(Stored items)
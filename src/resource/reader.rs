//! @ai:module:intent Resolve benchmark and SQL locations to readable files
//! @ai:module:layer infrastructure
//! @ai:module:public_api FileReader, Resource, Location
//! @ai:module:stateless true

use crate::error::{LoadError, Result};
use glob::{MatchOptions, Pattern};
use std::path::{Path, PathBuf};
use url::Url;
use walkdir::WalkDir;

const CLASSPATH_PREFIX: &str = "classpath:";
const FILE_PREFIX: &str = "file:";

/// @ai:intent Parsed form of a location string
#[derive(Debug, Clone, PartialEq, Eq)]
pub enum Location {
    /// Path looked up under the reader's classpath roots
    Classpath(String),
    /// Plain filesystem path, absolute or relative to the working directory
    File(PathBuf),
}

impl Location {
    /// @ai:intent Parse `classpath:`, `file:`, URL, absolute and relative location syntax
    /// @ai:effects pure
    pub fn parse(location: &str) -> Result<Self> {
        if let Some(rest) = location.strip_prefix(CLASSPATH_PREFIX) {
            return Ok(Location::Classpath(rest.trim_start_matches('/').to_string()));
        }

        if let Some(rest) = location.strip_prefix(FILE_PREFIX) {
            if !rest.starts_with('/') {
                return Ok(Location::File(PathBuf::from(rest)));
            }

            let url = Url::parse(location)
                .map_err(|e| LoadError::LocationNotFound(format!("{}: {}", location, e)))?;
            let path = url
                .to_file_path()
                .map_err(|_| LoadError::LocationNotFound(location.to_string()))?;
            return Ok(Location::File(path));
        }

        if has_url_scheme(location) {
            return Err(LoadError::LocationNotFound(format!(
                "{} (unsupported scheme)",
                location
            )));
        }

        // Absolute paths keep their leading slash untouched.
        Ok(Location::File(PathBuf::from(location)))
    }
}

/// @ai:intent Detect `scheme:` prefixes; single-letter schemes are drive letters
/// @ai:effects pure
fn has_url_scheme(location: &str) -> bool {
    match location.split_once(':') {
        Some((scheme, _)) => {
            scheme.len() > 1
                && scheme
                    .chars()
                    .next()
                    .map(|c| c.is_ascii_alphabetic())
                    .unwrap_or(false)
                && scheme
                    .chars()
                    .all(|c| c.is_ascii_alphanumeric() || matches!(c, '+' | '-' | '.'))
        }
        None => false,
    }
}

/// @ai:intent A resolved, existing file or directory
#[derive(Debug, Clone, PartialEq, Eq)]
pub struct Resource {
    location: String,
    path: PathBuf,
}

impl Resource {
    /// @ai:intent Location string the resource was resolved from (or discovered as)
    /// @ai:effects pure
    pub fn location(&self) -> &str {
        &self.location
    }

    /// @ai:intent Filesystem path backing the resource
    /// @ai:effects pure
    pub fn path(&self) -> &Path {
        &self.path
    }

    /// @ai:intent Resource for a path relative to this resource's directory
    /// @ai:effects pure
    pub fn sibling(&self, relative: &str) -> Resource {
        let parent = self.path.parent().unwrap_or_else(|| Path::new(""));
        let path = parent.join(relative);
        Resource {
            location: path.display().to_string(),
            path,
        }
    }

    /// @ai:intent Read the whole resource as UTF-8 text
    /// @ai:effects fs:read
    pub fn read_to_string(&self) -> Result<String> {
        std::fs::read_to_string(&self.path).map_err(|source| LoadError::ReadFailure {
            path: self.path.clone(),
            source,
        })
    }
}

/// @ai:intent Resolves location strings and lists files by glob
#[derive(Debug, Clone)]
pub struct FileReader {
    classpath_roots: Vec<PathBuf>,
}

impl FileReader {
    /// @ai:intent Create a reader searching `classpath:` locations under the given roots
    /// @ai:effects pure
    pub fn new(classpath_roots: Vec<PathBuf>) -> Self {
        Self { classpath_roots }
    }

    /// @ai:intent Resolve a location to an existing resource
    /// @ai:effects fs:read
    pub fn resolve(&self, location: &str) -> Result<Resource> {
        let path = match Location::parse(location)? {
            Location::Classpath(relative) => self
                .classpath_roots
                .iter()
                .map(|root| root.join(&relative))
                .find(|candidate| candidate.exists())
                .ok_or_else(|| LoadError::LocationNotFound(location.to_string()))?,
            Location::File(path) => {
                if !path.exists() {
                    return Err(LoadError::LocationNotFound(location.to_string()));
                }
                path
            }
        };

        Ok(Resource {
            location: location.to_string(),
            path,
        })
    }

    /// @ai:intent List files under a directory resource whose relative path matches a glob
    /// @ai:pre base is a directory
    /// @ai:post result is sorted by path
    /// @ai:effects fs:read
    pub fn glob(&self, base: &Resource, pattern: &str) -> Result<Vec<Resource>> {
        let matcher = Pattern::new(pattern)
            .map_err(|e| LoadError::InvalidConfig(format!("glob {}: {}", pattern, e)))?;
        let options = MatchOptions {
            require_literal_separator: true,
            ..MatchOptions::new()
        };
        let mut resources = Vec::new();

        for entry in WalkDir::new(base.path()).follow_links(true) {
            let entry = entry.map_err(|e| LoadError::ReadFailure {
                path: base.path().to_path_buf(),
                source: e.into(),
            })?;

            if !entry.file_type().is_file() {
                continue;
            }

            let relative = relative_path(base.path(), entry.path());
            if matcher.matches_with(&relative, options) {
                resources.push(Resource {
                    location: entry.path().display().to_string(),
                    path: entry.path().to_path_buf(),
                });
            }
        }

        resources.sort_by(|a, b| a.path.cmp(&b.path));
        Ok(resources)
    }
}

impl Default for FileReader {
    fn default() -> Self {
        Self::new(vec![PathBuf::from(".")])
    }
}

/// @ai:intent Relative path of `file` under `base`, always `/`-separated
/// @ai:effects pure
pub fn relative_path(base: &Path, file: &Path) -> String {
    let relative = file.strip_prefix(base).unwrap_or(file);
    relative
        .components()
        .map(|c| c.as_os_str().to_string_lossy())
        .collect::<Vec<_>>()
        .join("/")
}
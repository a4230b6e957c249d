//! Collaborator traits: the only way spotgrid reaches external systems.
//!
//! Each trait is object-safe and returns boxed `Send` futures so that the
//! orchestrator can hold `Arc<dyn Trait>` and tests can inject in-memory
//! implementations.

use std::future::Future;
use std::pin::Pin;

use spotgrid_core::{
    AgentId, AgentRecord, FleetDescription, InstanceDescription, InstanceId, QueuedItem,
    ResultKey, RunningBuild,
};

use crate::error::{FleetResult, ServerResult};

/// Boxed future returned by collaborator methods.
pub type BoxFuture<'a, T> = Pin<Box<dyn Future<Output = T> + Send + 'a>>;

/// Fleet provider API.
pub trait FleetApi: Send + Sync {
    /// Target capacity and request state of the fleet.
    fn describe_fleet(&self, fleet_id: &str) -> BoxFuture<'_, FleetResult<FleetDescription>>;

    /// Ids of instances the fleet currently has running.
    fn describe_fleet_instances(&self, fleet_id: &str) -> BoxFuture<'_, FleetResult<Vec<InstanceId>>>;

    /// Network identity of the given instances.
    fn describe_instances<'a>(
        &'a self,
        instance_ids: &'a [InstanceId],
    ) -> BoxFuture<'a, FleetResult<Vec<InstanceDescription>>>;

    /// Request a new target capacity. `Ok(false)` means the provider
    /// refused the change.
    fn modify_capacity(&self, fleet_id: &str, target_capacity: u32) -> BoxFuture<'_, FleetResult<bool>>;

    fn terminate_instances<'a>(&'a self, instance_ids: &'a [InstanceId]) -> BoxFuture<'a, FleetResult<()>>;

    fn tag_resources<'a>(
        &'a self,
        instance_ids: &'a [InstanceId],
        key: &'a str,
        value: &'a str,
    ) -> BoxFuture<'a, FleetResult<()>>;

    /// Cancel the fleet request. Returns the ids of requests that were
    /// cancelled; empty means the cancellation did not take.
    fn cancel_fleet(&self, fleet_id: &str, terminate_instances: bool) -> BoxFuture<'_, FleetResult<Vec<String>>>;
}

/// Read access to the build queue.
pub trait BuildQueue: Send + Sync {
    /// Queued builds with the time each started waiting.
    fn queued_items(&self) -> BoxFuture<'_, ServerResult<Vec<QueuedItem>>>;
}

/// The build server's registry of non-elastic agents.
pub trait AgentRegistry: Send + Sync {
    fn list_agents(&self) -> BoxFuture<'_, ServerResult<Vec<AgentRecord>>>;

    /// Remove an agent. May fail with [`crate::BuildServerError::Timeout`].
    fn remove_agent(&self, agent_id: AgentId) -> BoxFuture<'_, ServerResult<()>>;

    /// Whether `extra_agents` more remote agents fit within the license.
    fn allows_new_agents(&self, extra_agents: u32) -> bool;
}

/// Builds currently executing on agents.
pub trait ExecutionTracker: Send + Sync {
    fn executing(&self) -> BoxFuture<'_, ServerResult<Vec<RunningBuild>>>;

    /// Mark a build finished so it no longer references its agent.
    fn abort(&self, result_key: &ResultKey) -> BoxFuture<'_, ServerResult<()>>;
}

What is expected:
In the entries above, find the line with "scheme.len() > 1" and the line with "#[derive(Debug, Clone)]", then set down exactly those two and every line between them, nothing else.

Exercise result:
            scheme.len() > 1
                && scheme
                    .chars()
                    .next()
                    .map(|c| c.is_ascii_alphabetic())
                    .unwrap_or(false)
                && scheme
                    .chars()
                    .all(|c| c.is_ascii_alphanumeric() || matches!(c, '+' | '-' | '.'))
        }
        None => false,
    }
}

/// @ai:intent A resolved, existing file or directory
#[derive(Debug, Clone, PartialEq, Eq)]
pub struct Resource {
    location: String,
    path: PathBuf,
}

impl Resource {
    /// @ai:intent Location string the resource was resolved from (or discovered as)
    /// @ai:effects pure
    pub fn location(&self) -> &str {
        &self.location
    }

    /// @ai:intent Filesystem path backing the resource
    /// @ai:effects pure
    pub fn path(&self) -> &Path {
        &self.path
    }

    /// @ai:intent Resource for a path relative to this resource's directory
    /// @ai:effects pure
    pub fn sibling(&self, relative: &str) -> Resource {
        let parent = self.path.parent().unwrap_or_else(|| Path::new(""));
        let path = parent.join(relative);
        Resource {
            location: path.display().to_string(),
            path,
        }
    }

    /// @ai:intent Read the whole resource as UTF-8 text
    /// @ai:effects fs:read
    pub fn read_to_string(&self) -> Result<String> {
        std::fs::read_to_string(&self.path).map_err(|source| LoadError::ReadFailure {
            path: self.path.clone(),
            source,
        })
    }
}

/// @ai:intent Resolves location strings and lists files by glob
#[derive(Debug, Clone)]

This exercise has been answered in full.